Stored items:
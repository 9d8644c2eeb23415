//! Core bench API.
//!
//! Builds a simulated target, optionally pushes a program image through the
//! serial bootloader, runs one firmware variant and reads the diagnostics
//! block back the way the hardware bench does.

use std::str::FromStr;
use std::time::Instant;

use corebench_hw::memory_map::result;
use tracing::info;

use crate::args::parse_hex_or_dec;
use crate::bootloader::Bootloader;
use crate::firmware::monitor::{self, MonitorSummary};
use crate::firmware::report::ResultBlock;
use crate::firmware::{Failure, FirmwareConfig, Kernel, suite};
use crate::loader::{Loader, LoaderError};
use crate::machine::{Machine, MachineConfig};
use crate::program::ProgramImage;

/// Firmware variant to run
#[derive(Debug, Clone, Copy, Default, PartialEq, Eq)]
pub enum Variant {
    /// Priority and invariant suite
    #[default]
    Suite,
    /// Tick/button monitor
    Monitor,
}

impl FromStr for Variant {
    type Err = String;

    fn from_str(s: &str) -> Result<Self, Self::Err> {
        match s {
            "suite" => Ok(Variant::Suite),
            "monitor" => Ok(Variant::Monitor),
            other => Err(format!("unknown variant '{other}' (expected suite or monitor)")),
        }
    }
}

/// Bench button press, in absolute clock ticks
#[derive(Debug, Clone, Copy, PartialEq, Eq)]
pub struct Press {
    pub at: u64,
    pub hold: u64,
}

impl FromStr for Press {
    type Err = String;

    /// `AT:HOLD`, each hex (`0x`) or decimal
    fn from_str(s: &str) -> Result<Self, Self::Err> {
        let (at, hold) = s
            .split_once(':')
            .ok_or_else(|| format!("press '{s}' is not AT:HOLD"))?;
        let at = parse_hex_or_dec(at.trim()).map_err(|e| format!("press time '{at}': {e}"))?;
        let hold = parse_hex_or_dec(hold.trim()).map_err(|e| format!("press hold '{hold}': {e}"))?;
        Ok(Self { at, hold })
    }
}

/// Presses used by the monitor when none are given: two held presses and
/// one glitch shorter than the settle window.
pub fn default_presses() -> Vec<Press> {
    vec![
        Press {
            at: 20_000,
            hold: 12_000,
        },
        Press {
            at: 60_000,
            hold: 8_000,
        },
        Press {
            at: 100_000,
            hold: 2_000,
        },
    ]
}

/// Configuration for a bench run
#[derive(Debug, Clone, Default)]
pub struct BenchConfig {
    pub variant: Variant,
    pub firmware: FirmwareConfig,
    pub machine: MachineConfig,
    pub presses: Vec<Press>,
    /// Image pushed through the bootloader before boot
    pub program: Option<ProgramImage>,
    /// IMEM word address of the image
    pub program_addr: u32,
}

/// Result of running the bench
#[derive(Debug, Clone, PartialEq)]
pub enum StopReason {
    /// Status word is the OK flag
    Passed,
    /// Status word carries this failure code
    Failed(u16),
}

pub struct BenchCore {
    kernel: Kernel<Machine>,
    variant: Variant,
    monitor: Option<MonitorSummary>,
    report: Option<ResultBlock>,
    start_time: Instant,
}

impl BenchCore {
    pub fn new(config: BenchConfig) -> Result<Self, LoaderError> {
        let mut machine = Machine::new(config.machine);
        for press in &config.presses {
            machine.schedule_press(press.at, press.hold);
        }

        if let Some(program) = &config.program {
            info!("=== Loading Program ===");
            Loader::new(Bootloader::new(machine.memory_mut()))
                .load(config.program_addr, program.words())?;
            info!(
                "Loaded {} words at IMEM word {:#X}",
                program.len(),
                config.program_addr
            );
        }

        Ok(Self {
            kernel: Kernel::new(machine, config.firmware),
            variant: config.variant,
            monitor: None,
            report: None,
            start_time: Instant::now(),
        })
    }

    /// Boots the firmware and runs the configured variant to completion.
    pub fn run(&mut self) -> StopReason {
        self.kernel.boot();
        let outcome = match self.variant {
            Variant::Suite => suite::run(&mut self.kernel),
            Variant::Monitor => match monitor::run(&mut self.kernel) {
                Ok(summary) => {
                    self.monitor = Some(summary);
                    Ok(())
                }
                Err(failure) => Err(failure),
            },
        };
        self.report = Some(self.kernel.report(&outcome));

        match outcome {
            Ok(()) => StopReason::Passed,
            Err(Failure(code)) => StopReason::Failed(code),
        }
    }

    /// Reads the diagnostics block over the bootloader protocol.
    pub fn read_results(&mut self) -> Result<ResultBlock, LoaderError> {
        let memory = self.kernel.platform_mut().memory_mut();
        let words = Loader::new(Bootloader::new(memory)).read(0, result::WORDS as u32)?;
        Ok(ResultBlock::from_words(&words).unwrap_or_default())
    }

    pub fn variant(&self) -> Variant {
        self.variant
    }

    /// Block written at the end of the last run
    pub fn report(&self) -> Option<&ResultBlock> {
        self.report.as_ref()
    }

    pub fn monitor_summary(&self) -> Option<&MonitorSummary> {
        self.monitor.as_ref()
    }

    pub fn kernel(&self) -> &Kernel<Machine> {
        &self.kernel
    }

    pub fn machine(&self) -> &Machine {
        self.kernel.platform()
    }

    pub fn total_cycles(&self) -> u64 {
        self.machine().scheduler().total_cycles()
    }

    pub fn elapsed(&self) -> std::time::Duration {
        self.start_time.elapsed()
    }

    pub fn print_final_state(&self) {
        let machine = self.machine();
        let scheduler = machine.scheduler();
        info!(
            "Clock: {} ticks ({:.3} ms at core speed), {} idle",
            scheduler.total_cycles(),
            scheduler.simulated_seconds() * 1000.0,
            scheduler.idle_cycles()
        );
        info!(
            "Traps: {}, sleeps: {} ({} empty), instructions retired: {}",
            scheduler.traps(),
            scheduler.sleeps(),
            scheduler.empty_sleeps(),
            machine.hart().retired()
        );
        info!(
            "GPIO: {} rising edges, LEDs {:#010b}",
            machine.peripherals().gpio.rising_edges(),
            machine.peripherals().gpio.leds()
        );
        if let Some(summary) = &self.monitor {
            info!(
                "Monitor: {} ticks, {} buttons, {} wakes",
                summary.ticks, summary.buttons, summary.wakes
            );
        }
        info!("Elapsed time: {:.2?}", self.elapsed());
    }
}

● WORK INSTRUCTIONS: From the records above, transcribe exactly the run of lines that opens with the line holding "#[derive(Debug, Clone, Default)]" and closes with the line holding "Variant::Suite => suite::run(&mut", both included.

● OUTPUT FOR THIS TASK:
#[derive(Debug, Clone, Default)]
pub struct BenchConfig {
    pub variant: Variant,
    pub firmware: FirmwareConfig,
    pub machine: MachineConfig,
    pub presses: Vec<Press>,
    /// Image pushed through the bootloader before boot
    pub program: Option<ProgramImage>,
    /// IMEM word address of the image
    pub program_addr: u32,
}

/// Result of running the bench
#[derive(Debug, Clone, PartialEq)]
pub enum StopReason {
    /// Status word is the OK flag
    Passed,
    /// Status word carries this failure code
    Failed(u16),
}

pub struct BenchCore {
    kernel: Kernel<Machine>,
    variant: Variant,
    monitor: Option<MonitorSummary>,
    report: Option<ResultBlock>,
    start_time: Instant,
}

impl BenchCore {
    pub fn new(config: BenchConfig) -> Result<Self, LoaderError> {
        let mut machine = Machine::new(config.machine);
        for press in &config.presses {
            machine.schedule_press(press.at, press.hold);
        }

        if let Some(program) = &config.program {
            info!("=== Loading Program ===");
            Loader::new(Bootloader::new(machine.memory_mut()))
                .load(config.program_addr, program.words())?;
            info!(
                "Loaded {} words at IMEM word {:#X}",
                program.len(),
                config.program_addr
            );
        }

        Ok(Self {
            kernel: Kernel::new(machine, config.firmware),
            variant: config.variant,
            monitor: None,
            report: None,
            start_time: Instant::now(),
        })
    }

    /// Boots the firmware and runs the configured variant to completion.
    pub fn run(&mut self) -> StopReason {
        self.kernel.boot();
        let outcome = match self.variant {
            Variant::Suite => suite::run(&mut self.kernel),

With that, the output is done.